Your goal: Each entry, as given, must be output unchanged.

Records from a collection:
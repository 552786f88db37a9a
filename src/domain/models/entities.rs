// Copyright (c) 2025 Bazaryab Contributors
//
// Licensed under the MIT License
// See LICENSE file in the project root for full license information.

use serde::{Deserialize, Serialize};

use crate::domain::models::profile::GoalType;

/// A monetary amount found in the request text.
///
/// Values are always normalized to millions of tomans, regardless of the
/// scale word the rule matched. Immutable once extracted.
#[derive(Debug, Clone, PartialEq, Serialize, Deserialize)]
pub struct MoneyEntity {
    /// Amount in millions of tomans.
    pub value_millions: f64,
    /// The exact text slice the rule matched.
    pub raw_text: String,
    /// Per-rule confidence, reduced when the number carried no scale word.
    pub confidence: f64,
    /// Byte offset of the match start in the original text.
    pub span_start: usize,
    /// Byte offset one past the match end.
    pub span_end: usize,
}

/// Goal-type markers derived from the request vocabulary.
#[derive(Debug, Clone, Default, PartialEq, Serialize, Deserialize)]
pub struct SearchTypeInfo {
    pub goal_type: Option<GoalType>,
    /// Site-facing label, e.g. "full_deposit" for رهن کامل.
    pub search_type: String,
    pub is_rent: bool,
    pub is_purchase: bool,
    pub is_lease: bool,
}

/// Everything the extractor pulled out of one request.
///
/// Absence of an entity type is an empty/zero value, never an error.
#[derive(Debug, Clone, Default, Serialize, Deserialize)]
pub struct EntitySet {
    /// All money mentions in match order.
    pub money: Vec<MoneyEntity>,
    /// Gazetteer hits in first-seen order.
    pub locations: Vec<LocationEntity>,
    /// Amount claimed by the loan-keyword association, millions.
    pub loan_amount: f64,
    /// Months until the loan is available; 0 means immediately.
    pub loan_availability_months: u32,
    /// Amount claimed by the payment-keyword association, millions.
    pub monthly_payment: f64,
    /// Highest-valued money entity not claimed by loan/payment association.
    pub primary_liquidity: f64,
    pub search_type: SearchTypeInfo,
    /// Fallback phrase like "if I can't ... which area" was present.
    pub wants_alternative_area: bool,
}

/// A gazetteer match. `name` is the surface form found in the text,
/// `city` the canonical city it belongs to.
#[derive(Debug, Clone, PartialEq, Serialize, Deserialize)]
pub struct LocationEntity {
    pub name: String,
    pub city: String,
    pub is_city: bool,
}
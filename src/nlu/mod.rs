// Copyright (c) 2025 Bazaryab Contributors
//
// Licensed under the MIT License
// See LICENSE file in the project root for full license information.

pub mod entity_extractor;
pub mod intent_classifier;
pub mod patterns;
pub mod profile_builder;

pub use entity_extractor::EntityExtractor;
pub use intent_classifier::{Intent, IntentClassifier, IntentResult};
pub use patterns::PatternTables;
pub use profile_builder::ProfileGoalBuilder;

Answer for the task:
repository 552786f88db37a9a
filename src/domain/models/entities.rs
// Copyright (c) 2025 Bazaryab Contributors
//
// Licensed under the MIT License
// See LICENSE file in the project root for full license information.

use serde::{Deserialize, Serialize};

use crate::domain::models::profile::GoalType;

/// A monetary amount found in the request text.
///
/// Values are always normalized to millions of tomans, regardless of the
/// scale word the rule matched. Immutable once extracted.
#[derive(Debug, Clone, PartialEq, Serialize, Deserialize)]
pub struct MoneyEntity {
    /// Amount in millions of tomans.
    pub value_millions: f64,
    /// The exact text slice the rule matched.
    pub raw_text: String,
    /// Per-rule confidence, reduced when the number carried no scale word.
    pub confidence: f64,
    /// Byte offset of the match start in the original text.
    pub span_start: usize,
    /// Byte offset one past the match end.
    pub span_end: usize,
}

/// Goal-type markers derived from the request vocabulary.
#[derive(Debug, Clone, Default, PartialEq, Serialize, Deserialize)]
pub struct SearchTypeInfo {
    pub goal_type: Option<GoalType>,
    /// Site-facing label, e.g. "full_deposit" for رهن کامل.
    pub search_type: String,
    pub is_rent: bool,
    pub is_purchase: bool,
    pub is_lease: bool,
}

/// Everything the extractor pulled out of one request.
///
/// Absence of an entity type is an empty/zero value, never an error.
#[derive(Debug, Clone, Default, Serialize, Deserialize)]
pub struct EntitySet {
    /// All money mentions in match order.
    pub money: Vec<MoneyEntity>,
    /// Gazetteer hits in first-seen order.
    pub locations: Vec<LocationEntity>,
    /// Amount claimed by the loan-keyword association, millions.
    pub loan_amount: f64,
    /// Months until the loan is available; 0 means immediately.
    pub loan_availability_months: u32,
    /// Amount claimed by the payment-keyword association, millions.
    pub monthly_payment: f64,
    /// Highest-valued money entity not claimed by loan/payment association.
    pub primary_liquidity: f64,
    pub search_type: SearchTypeInfo,
    /// Fallback phrase like "if I can't ... which area" was present.
    pub wants_alternative_area: bool,
}

/// A gazetteer match. `name` is the surface form found in the text,
/// `city` the canonical city it belongs to.
#[derive(Debug, Clone, PartialEq, Serialize, Deserialize)]
pub struct LocationEntity {
    pub name: String,
    pub city: String,
    pub is_city: bool,
}
filename src/nlu/mod.rs
// Copyright (c) 2025 Bazaryab Contributors
//
// Licensed under the MIT License
// See LICENSE file in the project root for full license information.

pub mod entity_extractor;
pub mod intent_classifier;
pub mod patterns;
pub mod profile_builder;

pub use entity_extractor::EntityExtractor;
pub use intent_classifier::{Intent, IntentClassifier, IntentResult};
pub use patterns::PatternTables;
pub use profile_builder::ProfileGoalBuilder;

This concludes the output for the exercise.